Teaching to the Test

Reporter Dana Milbanks writes in the WaPo that Obama's educational policy is taking the worst part of Bush's policy and intensifying it:
...Obama has taken the worst aspect of Bush's No Child Left Behind education law -- an obsession with testing -- and amplified it.

Obama has expanded the importance of standardized testing to determine how much teachers will be paid, which educators will be fired and which schools will be closed -- despite evidence that such practices are harmful. In the process, he's offended just about all the liberals involved in or advocating for education without gaining much support from conservatives.

...Privately, Obama's one-time friends are far more caustic. They talk of an "elitist" and "arrogant" administration embracing an education policy produced by the Center for American Progress with too little regard for what happens in practice.

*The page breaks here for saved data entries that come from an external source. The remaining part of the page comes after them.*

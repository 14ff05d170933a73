use std::sync::Arc;

use parking_lot::Mutex;
use thiserror::Error;

#[derive(Debug, Error)]
pub enum RegressorError {
    #[error("window has {actual} values, model expects {expected}")]
    WindowLength { expected: usize, actual: usize },
    #[error("inference failed: {0}")]
    Inference(String),
}

/// Fixed-length run of normalized values, oldest first.
///
/// Windows are snapshots: advancing produces a new window and leaves the
/// previous one untouched, so a window handed to a model can never change
/// under it.
#[derive(Debug, Clone, PartialEq)]
pub struct Window {
    values: Arc<[f64]>,
}

impl Window {
    /// Takes the trailing `len` values of `series`, or `None` when it is too short.
    pub fn trailing(series: &[f64], len: usize) -> Option<Self> {
        if len == 0 || series.len() < len {
            return None;
        }
        Some(Self {
            values: Arc::from(&series[series.len() - len..]),
        })
    }

    /// Drops the oldest value and appends `next`.
    pub fn advance(&self, next: f64) -> Self {
        let values: Arc<[f64]> = self.values[1..]
            .iter()
            .copied()
            .chain(std::iter::once(next))
            .collect();
        Self { values }
    }

    pub fn len(&self) -> usize {
        self.values.len()
    }

    pub fn is_empty(&self) -> bool {
        self.values.is_empty()
    }

    pub fn last(&self) -> f64 {
        self.values[self.values.len() - 1]
    }

    pub fn as_slice(&self) -> &[f64] {
        &self.values
    }
}

/// A pre-trained model mapping a window to the next normalized value.
///
/// Loaded once at startup and shared by every request, so implementations
/// must tolerate concurrent calls. Models that cannot should be wrapped in
/// [`InferenceGate`].
pub trait SequenceRegressor: Send + Sync {
    fn predict_one(&self, window: &Window) -> Result<f64, RegressorError>;
}

/// Serializes calls into a regressor that is not reentrant.
pub struct InferenceGate<R> {
    inner: Mutex<R>,
}

impl<R> InferenceGate<R> {
    pub fn new(inner: R) -> Self {
        Self {
            inner: Mutex::new(inner),
        }
    }
}

impl<R: SequenceRegressor> SequenceRegressor for InferenceGate<R> {
    fn predict_one(&self, window: &Window) -> Result<f64, RegressorError> {
        self.inner.lock().predict_one(window)
    }
}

"The curriculum will be narrowed even more than under George W. Bush's No Child Left Behind," New York University education professor Diane Ravitch, an education official in George H.W. Bush's administration, wrote of Obama's education policy in a piece for the Huffington Post. "There will be even less time available for the arts, science, history, civics, foreign language, even physical education. Teachers will teach to the test. There will be more cheating, more gaming the system." The tests, she said, are "simply not adequate" to separate good teachers and schools from bad.

But try telling all this to the Obama administration. "There's an attitude that if you aren't with us, you are against us -- and therefore against children and reform," a Democratic friend of mine who runs an education advocacy group in Washington told me. The administration, she said, "tries to bully and condemn any opposition, even if it is from groups that should be their allies."